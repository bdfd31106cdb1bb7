//! Core model integration tests
//!
//! A cell described in TOML (planar two-link arm plus gripper) exercised
//! through the planning scene, tip kinematics and trajectory utilities.

use std::f64::consts::FRAC_PI_2;
use std::sync::Arc;

use approx::assert_relative_eq;
use nalgebra::{DVector, Vector3};

use seqblend_core::math::{sample_times, Sphere, TrapezoidalProfile};
use seqblend_core::{
    ModelError, MotionCommand, MotionSequence, PlanningScene, RobotModel, TipKinematics, Trajectory,
};

const CELL: &str = r#"
    name = "planar_cell"

    [[groups]]
    name = "arm"
    tip_link = "tool0"
    tip_offset = { rotation = [0.0, 0.0, 0.0, 1.0], translation = [0.5, 0.0, 0.0] }

    [[groups.joints]]
    name = "shoulder"
    joint_type = "revolute"
    axis = [0.0, 0.0, 1.0]

    [[groups.joints]]
    name = "elbow"
    joint_type = "revolute"
    axis = [0.0, 0.0, 1.0]
    origin = { rotation = [0.0, 0.0, 0.0, 1.0], translation = [1.0, 0.0, 0.0] }

    [[groups]]
    name = "hand"
    end_effector = true

    [[groups.joints]]
    name = "finger"
    joint_type = "prismatic"
    axis = [0.0, 1.0, 0.0]
    limits = { lower = 0.0, upper = 0.04, max_velocity = 0.1, max_acceleration = 0.5 }
"#;

fn q(values: &[f64]) -> DVector<f64> {
    DVector::from_row_slice(values)
}

fn cell() -> Arc<RobotModel> {
    Arc::new(RobotModel::from_toml_str(CELL).unwrap())
}

mod model_tests {
    use super::*;

    #[test]
    fn test_cell_from_toml() {
        let cell = cell();

        assert_eq!(cell.groups.len(), 2);
        assert_eq!(cell.tip_frame("arm"), Ok("tool0"));
        assert_eq!(
            cell.tip_frame("hand"),
            Err(ModelError::NoTipFrameForEndEffector("hand".into()))
        );
    }

    #[test]
    fn test_tip_positions() {
        let cell = cell();

        let stretched = cell.tip_position("arm", &q(&[0.0, 0.0])).unwrap();
        assert_relative_eq!(stretched, Vector3::new(1.5, 0.0, 0.0), epsilon = 1e-12);

        let folded = cell.tip_position("arm", &q(&[FRAC_PI_2, -FRAC_PI_2])).unwrap();
        assert_relative_eq!(folded, Vector3::new(0.5, 1.0, 0.0), epsilon = 1e-12);
    }

    #[test]
    fn test_malformed_description() {
        let err = RobotModel::from_toml_str("name = 3").unwrap_err();
        assert!(matches!(err, ModelError::InvalidDescription(_)));
    }
}

mod scene_tests {
    use super::*;

    #[test]
    fn test_scene_defaults_to_home() {
        let scene = PlanningScene::new(cell());

        assert_eq!(scene.group_state("arm").unwrap(), &q(&[0.0, 0.0]));
        assert_eq!(scene.group_state("hand").unwrap(), &q(&[0.0]));
        assert!(scene.group_state("base").is_err());
    }

    #[test]
    fn test_scene_state_dimension_checked() {
        let err = PlanningScene::new(cell())
            .with_group_state("arm", q(&[0.1]))
            .unwrap_err();
        assert!(matches!(err, ModelError::DimensionMismatch { expected: 2, got: 1, .. }));
    }
}

mod trajectory_tests {
    use super::*;

    /// Shoulder sweep timed by a trapezoidal profile
    fn shoulder_sweep(angle: f64) -> Trajectory {
        let profile = TrapezoidalProfile::new(angle, 1.0, 2.0).unwrap();
        let times = sample_times(profile.duration(), 0.01);
        let positions = times
            .iter()
            .map(|&t| q(&[profile.position(t), 0.0]))
            .collect();
        Trajectory::from_samples("arm", &times, positions).unwrap()
    }

    #[test]
    fn test_sweep_stays_on_reach_circle() {
        let cell = cell();
        let sweep = shoulder_sweep(FRAC_PI_2);

        for wp in sweep.waypoints() {
            let tip = cell.tip_position("arm", &wp.positions).unwrap();
            assert_relative_eq!(tip.norm(), 1.5, epsilon = 1e-12);
        }
        assert_relative_eq!(sweep.last().positions[0], FRAC_PI_2, epsilon = 1e-12);
    }

    #[test]
    fn test_tip_leaves_goal_sphere_before_start() {
        let cell = cell();
        let sweep = shoulder_sweep(FRAC_PI_2);
        let goal = cell.tip_position("arm", &sweep.last().positions).unwrap();
        let sphere = Sphere::new(goal, 0.2);

        let inside = sweep
            .waypoints()
            .iter()
            .filter(|wp| sphere.contains(&cell.tip_position("arm", &wp.positions).unwrap()))
            .count();
        assert!(inside > 1);
        assert!(inside < sweep.len());
        assert!(!sphere.contains(&cell.tip_position("arm", &sweep.first().positions).unwrap()));
    }

    #[test]
    fn test_sweep_and_return() {
        let out = shoulder_sweep(FRAC_PI_2);
        let back_positions: Vec<_> = out.waypoints().iter().rev().map(|wp| wp.positions.clone()).collect();
        let times: Vec<f64> = out.waypoints().iter().map(|wp| wp.time_from_start).collect();
        let back = Trajectory::from_samples("arm", &times, back_positions).unwrap();

        let mut round_trip = out.clone();
        round_trip.append(&back);

        assert_relative_eq!(round_trip.duration(), 2.0 * out.duration(), epsilon = 1e-12);
        assert_relative_eq!(round_trip.sample(out.duration())[0], FRAC_PI_2, epsilon = 1e-12);
        assert_relative_eq!(round_trip.last().positions[0], 0.0, epsilon = 1e-12);
    }
}

mod sequence_tests {
    use super::*;

    #[test]
    fn test_pick_sequence_runs() {
        let sequence: MotionSequence = vec![
            MotionCommand::gripper("hand", q(&[0.04])),
            MotionCommand::ptp("arm", q(&[0.5, 0.0])).with_blend_radius(0.1),
            MotionCommand::lin("arm", q(&[0.5, 0.5])),
            MotionCommand::gripper("hand", q(&[0.0])),
        ]
        .into_iter()
        .collect();

        assert_eq!(sequence.len(), 4);
        assert_eq!(sequence.group_run_count(), 3);
        let indices: Vec<usize> = sequence.commands().iter().map(|c| c.sequence_index).collect();
        assert_eq!(indices, vec![0, 1, 2, 3]);
    }

    #[test]
    fn test_repeated_sequence_keeps_single_start() {
        let sequence = MotionSequence::new()
            .with(MotionCommand::ptp("arm", q(&[0.5, 0.0])).with_start(q(&[0.0, 0.0])))
            .with(MotionCommand::ptp("arm", q(&[0.0, 0.0])));

        let repeated = sequence.repeated(4);

        assert_eq!(repeated.len(), 8);
        assert_eq!(
            repeated.commands().iter().filter(|c| c.explicit_start.is_some()).count(),
            1
        );
        assert_eq!(repeated.get(7).unwrap().sequence_index, 7);
    }
}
• • • •
# PROBLEM STATEMENT
Return, in full, every line of these entries that holds "angle".

# ANSWER TO THE EXERCISE
    fn shoulder_sweep(angle: f64) -> Trajectory {
        let profile = TrapezoidalProfile::new(angle, 1.0, 2.0).unwrap();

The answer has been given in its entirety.